For this simulation, the synchronous standard FIFO was used. The DATA_IN signal is the input to the FIFO with the DATA_OUTPUT as the output. WR_EN is the signal used to write data into the FIFO memory when the CLK is triggered on the positive edge. RN_EN is used for reading data from the FIFO buffer and is able to be reset through RS as high. The FIFO buffer will indicate when it is full with the FULL signal at high and the same for the EMPTY signal when the buffer is empty, the signal will be high.

There are numerous ways to optimize VHDL code. Some of the main topics when it comes to optimization are efficient adder implementation, state machines, signal selection, storage structure, placement and routing [14]. In this paper, the Vivado package is used to code, analyse, compile and optimize the VHDL code.

For this simulation, the synchronous standard FIFO was used. The DATA_IN signal is the input to the FIFO with the DATA_OUTPUT as the output. WR_EN is the signal used to write data into the FIFO memory when the CLK is triggered on the positive edge. RN_EN is used for reading data from the FIFO buffer and is able to be reset through RS as high. The FIFO buffer will indicate when it is full with the FULL signal at high and the same for the EMPTY signal when the buffer is empty, the signal will be high. Figure 6 illustrates the basic FIFO write and read procedure.

Fig. 6

FIFO memory read/write sequence

The UART transmission is of a serial-type communication. Nonconcurrent transmission suggests that both the receiver and the transmitter have singular local clock signals which are established before the proceeding of the communication instead of simultaneous, where the communication transmission is synchronized on both ends through a common clock (Fig. 7).

Fig. 7

JTAG in-circuit schematic

The UART communication for the FPGA-based on-board computer is also tested through the HIL simulation using a small VHDL script file to test the transfer of data between the OBC and the IDE platform. Figure 8 shows the UART communication between the FPGA-based OBC designed platform with successful WRITE and READ commands of 8 bits.

Fig. 8

UART simulation from VHDL test bench file

5 Conclusion

The first step presented for this research was to establish the various parameters governing an on-board computer for small satellites within low earth orbit and the space environment. Emphasis was put on the main components that are proposed for the OBC by using commercially available electronic components. The FPGA device had to be of commercial grade for the operating temperature and durability that will most likely survive in the space environment, as well as the current systems and electronic components being used in the small satellite industry that are of space grade and/or radiation-hardened components. Research was done on various FPGA manufacturers and current commercial OBC platforms available for satellite systems. A comparison is done on the most feasible and readily available FPGA packages as to which one will be used for the design implementation and verification of the OBC.

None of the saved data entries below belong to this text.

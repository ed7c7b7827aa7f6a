//! Stage 3: findings synthesis.
//!
//! Reads the record and enrichment artifacts, calls the narrative model
//! exactly once, and stores tagged findings. A malformed model response is
//! wrapped, not fatal; an absent model selects the fixed placeholder, so the
//! whole pipeline can run offline.

use crate::enrich::EnrichmentMap;
use crate::error::StageError;
use crate::findings::{Findings, ResponsePlan};
use crate::records::Record;
use std::sync::Arc;
use tracing::{info, warn};
use triage_llm::NarrativeModel;
use triage_memory::{ArtifactKey, InvestigationId, MemoryStore};

/// The synthesis stage.
pub struct Synthesis {
    model: Option<Arc<dyn NarrativeModel>>,
}

impl Synthesis {
    /// Stage backed by `model`; `None` selects the deterministic fallback.
    #[inline]
    #[must_use]
    pub fn new(model: Option<Arc<dyn NarrativeModel>>) -> Self {
        Self { model }
    }

    /// Synthesize findings from the artifacts written by stages 1 and 2.
    ///
    /// # Errors
    /// - [`StageError::Memory`] if an artifact read or write fails
    /// - [`StageError::Model`] if a configured model call fails outright
    pub async fn run(
        &self,
        store: &MemoryStore,
        id: &InvestigationId,
    ) -> Result<Findings, StageError> {
        let flagged: Vec<Record> = store.get_or_default(id, ArtifactKey::FlaggedRecords)?;
        let intel: EnrichmentMap = store.get_or_default(id, ArtifactKey::EnrichmentResults)?;

        let findings = match &self.model {
            None => {
                warn!(investigation = %id, "no narrative model configured, using placeholder findings");
                Findings::Placeholder(ResponsePlan::placeholder(intel.keys().cloned().collect()))
            }
            Some(model) => {
                let prompt = build_prompt(&flagged, &intel)?;
                info!(investigation = %id, "requesting response recommendation");
                let text = model.generate(&prompt).await?;
                match serde_json::from_str::<ResponsePlan>(&text) {
                    Ok(plan) => Findings::Model(plan),
                    Err(error) => {
                        warn!(investigation = %id, %error, "model response was not structured, wrapping raw text");
                        Findings::Unparsed { raw_response: text }
                    }
                }
            }
        };

        store.put(id, ArtifactKey::Findings, &findings)?;
        Ok(findings)
    }
}

impl std::fmt::Debug for Synthesis {
    fn fmt(&self, f: &mut std::fmt::Formatter<'_>) -> std::fmt::Result {
        f.debug_struct("Synthesis")
            .field("model_configured", &self.model.is_some())
            .finish()
    }
}

fn build_prompt(flagged: &[Record], intel: &EnrichmentMap) -> Result<String, StageError> {
    let flagged = serde_json::to_string_pretty(flagged).map_err(StageError::Render)?;
    let intel = serde_json::to_string_pretty(intel).map_err(StageError::Render)?;

    Ok(format!(
        r#"You are a senior SOC analyst.

You are given:
1. Suspicious log records (JSON):
{flagged}

2. Threat intelligence lookups for IPs:
{intel}

Tasks:
- Identify likely attack type(s).
- Map to MITRE ATT&CK techniques.
- Prioritize severity (Low/Medium/High/Critical).
- Suggest concrete remediation actions an analyst should take.
- Highlight any indicators of compromise (IOCs).

Return your answer as structured JSON with keys:
"attack_summary", "mitre_techniques", "severity", "remediation_steps", "ioc_list"."#
    ))
}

The final FPGA that was used is one from Xilinx Spartan-3E family manufactured in 2018 which has been available by Xilinx for several years now. The Spartan chip has 250 K system gates with a distributed RAM 38 K and 68 differential I/O pairs. This processor was designed to operate in temperature ranges of −40 °C to +100 °C which is suitable for low earth orbit missions and applications, at low voltage. The FPGA can be programmed through the USB interface and the JTAG header pins. Programming can be stored on the on-board external 16 MB flash memory. Generic programming is done using Verilog or VHDL to configure payloads or subsystems to control and/or read data from. The designed OBC has an on-board power supply unit to power the various electronic components from the FPGA to the flash memory.

This FPGA OBC was tested under a semi-controlled environment and not simulated under conditions similar to that of the space environment. The reliability will only be confirmed upon vacuum testing and vibration testing under heat. The electronic components are susceptible to radiation damage or SEE from the cosmic rays, as the electronic component used is COTS components. In future, work will be compared with results from hardware.